*** Records provided Section Begins ***

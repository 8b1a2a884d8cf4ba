//! # Lattice Ledger - Block Stream (Subsystem 02)
//!
//! Assembles consensus output into the verifiable block stream: one block
//! per boundary, every item serialized and written in submission order, a
//! Merkle proof closing each block.
//!
//! ## Design
//!
//! Rounds drive the lifecycle. `start_round` opens a block if none is
//! open; `write_item` streams items through a two-stage pipeline (parallel
//! serialize-and-hash on the worker pool, then a strictly ordered
//! sequential stage feeding the Merkle trees, the running hashes, and the
//! item writer); `end_round` consults the boundary policy and closes the
//! block when it says so.
//!
//! Closing computes the block hash as a four-leaf tree over the previous
//! block hash, the input tree root, the output tree root, and the
//! start-of-block state hash. The closed block then waits in the pending
//! proof queue: its own signature proves it directly, and a later block's
//! signature proves it indirectly through sibling hashes.
//!
//! ## Critical Invariants
//!
//! 1. **Write Order**: frames reach the writer in exact submission order,
//!    independent of parallel-stage completion order.
//! 2. **Header First**: the block header is the first frame of every
//!    block, stamped with the first transaction's consensus time when one
//!    arrives before the first flush.
//! 3. **Proof Last**: exactly one proof frame ends every block, written
//!    only after a covering signature exists.
//! 4. **Durable Close**: the chain snapshot commits before the block is
//!    queued for proving; a failed commit is fatal.
//!
//! ## Module Structure
//!
//! - [`domain`]: boundary policy, running hashes, trailing block hashes,
//!   pending proof tracking
//! - [`ports`]: outbound interfaces (writer, signer, state store)
//! - [`service`]: the orchestrating state machine

#![warn(missing_docs)]
#![warn(clippy::all)]

pub mod domain;
pub mod ports;
pub mod service;

mod config;
mod error;
mod metrics;
mod pipeline;

pub use config::BlockStreamConfig;
pub use error::{BlockStreamError, Result};
pub use metrics::Metrics;
pub use service::{BlockStreamService, InitialStateHash};

pub use domain::{PendingBlock, PendingProofTracker};

/// Subsystem identifier.
pub const SUBSYSTEM_ID: u8 = 2;
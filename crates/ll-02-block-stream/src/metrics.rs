//! Metrics collection for the block stream subsystem.

use std::sync::atomic::{AtomicU64, Ordering};

/// Metrics collector for block assembly and proof flushing.
#[derive(Debug, Default)]
pub struct Metrics {
    /// Total blocks closed.
    pub blocks_closed: AtomicU64,

    /// Total block items written.
    pub items_written: AtomicU64,

    /// Total serialization batches scheduled.
    pub batches_scheduled: AtomicU64,

    /// Blocks finalized with a direct proof.
    pub direct_proofs: AtomicU64,

    /// Blocks finalized with an indirect proof.
    pub indirect_proofs: AtomicU64,

    /// Signatures that matched no pending block.
    pub stale_signatures: AtomicU64,
}

impl Metrics {
    /// Create new metrics collector.
    pub fn new() -> Self {
        Self::default()
    }

    /// Record a closed block.
    pub fn record_block_closed(&self, item_count: u64) {
        self.blocks_closed.fetch_add(1, Ordering::Relaxed);
        self.items_written.fetch_add(item_count, Ordering::Relaxed);
    }

    /// Record a scheduled serialization batch.
    pub fn record_batch_scheduled(&self) {
        self.batches_scheduled.fetch_add(1, Ordering::Relaxed);
    }

    /// Record a flushed proof.
    pub fn record_proof_flushed(&self, indirect: bool) {
        if indirect {
            self.indirect_proofs.fetch_add(1, Ordering::Relaxed);
        } else {
            self.direct_proofs.fetch_add(1, Ordering::Relaxed);
        }
    }

    /// Record a signature that matched no pending block.
    pub fn record_stale_signature(&self) {
        self.stale_signatures.fetch_add(1, Ordering::Relaxed);
    }

    /// Average items per closed block.
    pub fn avg_items_per_block(&self) -> f64 {
        let blocks = self.blocks_closed.load(Ordering::Relaxed);
        if blocks == 0 {
            return 0.0;
        }
        self.items_written.load(Ordering::Relaxed) as f64 / blocks as f64
    }
}
//! # Shared Types Crate
//!
//! Cross-subsystem domain types for the Lattice-Ledger block stream:
//! the 48-byte SHA-384 [`Hash`] value type, the [`BlockItem`] union that
//! every subsystem speaks, block proofs, and the persisted [`ChainSnapshot`].
//!
//! ## Design Principles
//!
//! - **Single Source of Truth**: All cross-subsystem types are defined here.
//! - **Closed Unions**: `BlockItem` is a tagged enum constructed once per
//!   item, never a mutable builder shared across call sites.
//! - **Immutable Once Constructed**: Items and snapshots are plain data; all
//!   lifecycle state lives in the subsystem that owns it.

#![warn(missing_docs)]
#![warn(clippy::all)]

pub mod entities;
pub mod errors;
pub mod hash;
pub mod snapshot;

pub use entities::*;
pub use errors::SharedTypesError;
pub use hash::{decode_hashes, encode_hashes, Hash, HASH_SIZE, ZERO_HASH};
pub use snapshot::{ChainSnapshot, MerkleTreeStatus};
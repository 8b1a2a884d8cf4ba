//! # Unified Test Suite
//!
//! Cross-crate integration tests for the block stream core, driven through
//! fake implementations of the outbound ports.
//!
//! ## Structure
//!
//! ```text
//! tests/
//! └── src/
//!     ├── lib.rs         # This file
//!     ├── fakes.rs       # Fake port implementations shared by all flows
//!     ├── ordering.rs    # Write-order guarantees under parallel latency
//!     ├── block_flow.rs  # Round-driven block lifecycle and boundaries
//!     ├── proof_flow.rs  # Direct and indirect proof finalization
//!     └── connections.rs # Block node pool flows
//! ```

pub mod fakes;

pub mod block_flow;
pub mod connections;
pub mod ordering;
pub mod proof_flow;
//! # Persisted Chain State
//!
//! The [`ChainSnapshot`] is written at every block close and loaded once at
//! node startup. It carries exactly the state needed to resume the stream
//! without replaying history: the trailing block-hash window, the four-slot
//! trailing result hashes, and the output tree status for the block that
//! just closed.

use serde::{Deserialize, Serialize};

use crate::entities::{SemanticVersion, Timestamp};
use crate::hash::Hash;

/// Snapshot of an incremental Merkle tree, sufficient to recompute the root
/// after appending one more leaf without replaying prior leaves.
#[derive(Clone, Debug, Default, PartialEq, Eq, Serialize, Deserialize)]
pub struct MerkleTreeStatus {
    /// Number of leaves hashed so far.
    pub num_leaves: u64,
    /// One entry per tree level: the root of the rightmost complete-but-
    /// unmerged subtree at that level, present exactly when the matching bit
    /// of `num_leaves` is set.
    pub rightmost_hashes: Vec<Option<Hash>>,
}

/// Chain state persisted at every block close.
#[derive(Clone, Debug, PartialEq, Eq, Serialize, Deserialize)]
pub struct ChainSnapshot {
    /// Number of the block this snapshot closed.
    pub block_number: u64,
    /// Consensus timestamp of the block's first round.
    pub block_timestamp: Timestamp,
    /// Trailing finalized block hashes, oldest first, bounded by
    /// configuration.
    pub trailing_block_hashes: Vec<Hash>,
    /// Trailing result hashes (at most four), oldest first.
    pub trailing_result_hashes: Vec<Hash>,
    /// Root of the closed block's input tree.
    pub input_tree_root: Hash,
    /// State root hash at the start of the closed block.
    pub start_of_block_state_hash: Hash,
    /// Status of the closed block's output tree.
    pub output_tree_status: MerkleTreeStatus,
    /// Software version that wrote the snapshot.
    pub software_version: SemanticVersion,
}

impl ChainSnapshot {
    /// The genesis snapshot: no history, block numbering starts at one.
    pub fn genesis(software_version: SemanticVersion) -> Self {
        Self {
            block_number: 0,
            block_timestamp: Timestamp::default(),
            trailing_block_hashes: Vec::new(),
            trailing_result_hashes: Vec::new(),
            input_tree_root: Hash::default(),
            start_of_block_state_hash: Hash::default(),
            output_tree_status: MerkleTreeStatus::default(),
            software_version,
        }
    }

    /// A genesis-like snapshot that resumes numbering after `block_number`.
    pub fn resuming_from(block_number: u64, software_version: SemanticVersion) -> Self {
        Self {
            block_number,
            ..Self::genesis(software_version)
        }
    }
}
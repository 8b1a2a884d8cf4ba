//! # Hash Value Type
//!
//! A 48-byte SHA-384 digest, the only hash width used anywhere in the block
//! stream. Persisted hash history is stored as flat buffers of consecutive
//! 48-byte records, oldest first; the codecs for that layout live here too.

use serde::de::{self, Visitor};
use serde::{Deserialize, Deserializer, Serialize, Serializer};
use std::fmt;

use crate::errors::SharedTypesError;

/// Width of a SHA-384 digest in bytes.
pub const HASH_SIZE: usize = 48;

/// The all-zero hash, used as the pre-genesis running hash value.
pub const ZERO_HASH: Hash = Hash([0u8; HASH_SIZE]);

/// An opaque 48-byte SHA-384 hash value.
///
/// Equality is byte-wise; composition is always concatenate-then-hash and
/// lives in `shared-crypto`.
#[derive(Clone, Copy, PartialEq, Eq, Hash, PartialOrd, Ord)]
pub struct Hash(pub [u8; HASH_SIZE]);

impl Hash {
    /// Creates a hash from a slice, failing if the length is not 48 bytes.
    pub fn from_slice(bytes: &[u8]) -> Result<Self, SharedTypesError> {
        if bytes.len() != HASH_SIZE {
            return Err(SharedTypesError::InvalidHashLength { got: bytes.len() });
        }
        let mut hash = [0u8; HASH_SIZE];
        hash.copy_from_slice(bytes);
        Ok(Self(hash))
    }

    /// Returns the raw digest bytes.
    pub fn as_bytes(&self) -> &[u8; HASH_SIZE] {
        &self.0
    }

    /// Lowercase hex rendering, used for logging.
    pub fn to_hex(&self) -> String {
        hex::encode(self.0)
    }
}

impl Default for Hash {
    fn default() -> Self {
        ZERO_HASH
    }
}

impl AsRef<[u8]> for Hash {
    fn as_ref(&self) -> &[u8] {
        &self.0
    }
}

impl From<[u8; HASH_SIZE]> for Hash {
    fn from(bytes: [u8; HASH_SIZE]) -> Self {
        Self(bytes)
    }
}

impl fmt::Debug for Hash {
    fn fmt(&self, f: &mut fmt::Formatter<'_>) -> fmt::Result {
        write!(f, "Hash({}..)", &self.to_hex()[..12])
    }
}

impl fmt::Display for Hash {
    fn fmt(&self, f: &mut fmt::Formatter<'_>) -> fmt::Result {
        f.write_str(&self.to_hex())
    }
}

// Serde support is hand-written because serde only derives fixed-size array
// impls up to 32 elements.
impl Serialize for Hash {
    fn serialize<S: Serializer>(&self, serializer: S) -> Result<S::Ok, S::Error> {
        serializer.serialize_bytes(&self.0)
    }
}

struct HashVisitor;

impl<'de> Visitor<'de> for HashVisitor {
    type Value = Hash;

    fn expecting(&self, formatter: &mut fmt::Formatter) -> fmt::Result {
        write!(formatter, "{HASH_SIZE} bytes")
    }

    fn visit_bytes<E: de::Error>(self, v: &[u8]) -> Result<Hash, E> {
        Hash::from_slice(v).map_err(|_| E::invalid_length(v.len(), &self))
    }

    fn visit_byte_buf<E: de::Error>(self, v: Vec<u8>) -> Result<Hash, E> {
        self.visit_bytes(&v)
    }

    fn visit_seq<A: de::SeqAccess<'de>>(self, mut seq: A) -> Result<Hash, A::Error> {
        let mut hash = [0u8; HASH_SIZE];
        for (i, byte) in hash.iter_mut().enumerate() {
            *byte = seq
                .next_element()?
                .ok_or_else(|| de::Error::invalid_length(i, &self))?;
        }
        Ok(Hash(hash))
    }
}

impl<'de> Deserialize<'de> for Hash {
    fn deserialize<D: Deserializer<'de>>(deserializer: D) -> Result<Self, D::Error> {
        deserializer.deserialize_bytes(HashVisitor)
    }
}

/// Encodes hashes as a flat buffer of consecutive 48-byte records,
/// oldest first. This is the persisted wire layout for trailing hash
/// history.
pub fn encode_hashes(hashes: &[Hash]) -> Vec<u8> {
    let mut buf = Vec::with_capacity(hashes.len() * HASH_SIZE);
    for hash in hashes {
        buf.extend_from_slice(&hash.0);
    }
    buf
}

/// Decodes a flat buffer of 48-byte records back into hashes.
pub fn decode_hashes(buf: &[u8]) -> Result<Vec<Hash>, SharedTypesError> {
    if buf.len() % HASH_SIZE != 0 {
        return Err(SharedTypesError::MisalignedHashBuffer { len: buf.len() });
    }
    buf.chunks_exact(HASH_SIZE).map(Hash::from_slice).collect()
}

*** Records provided Section Ends ***

Count the lines above that contain "finalized", and give only the number.

3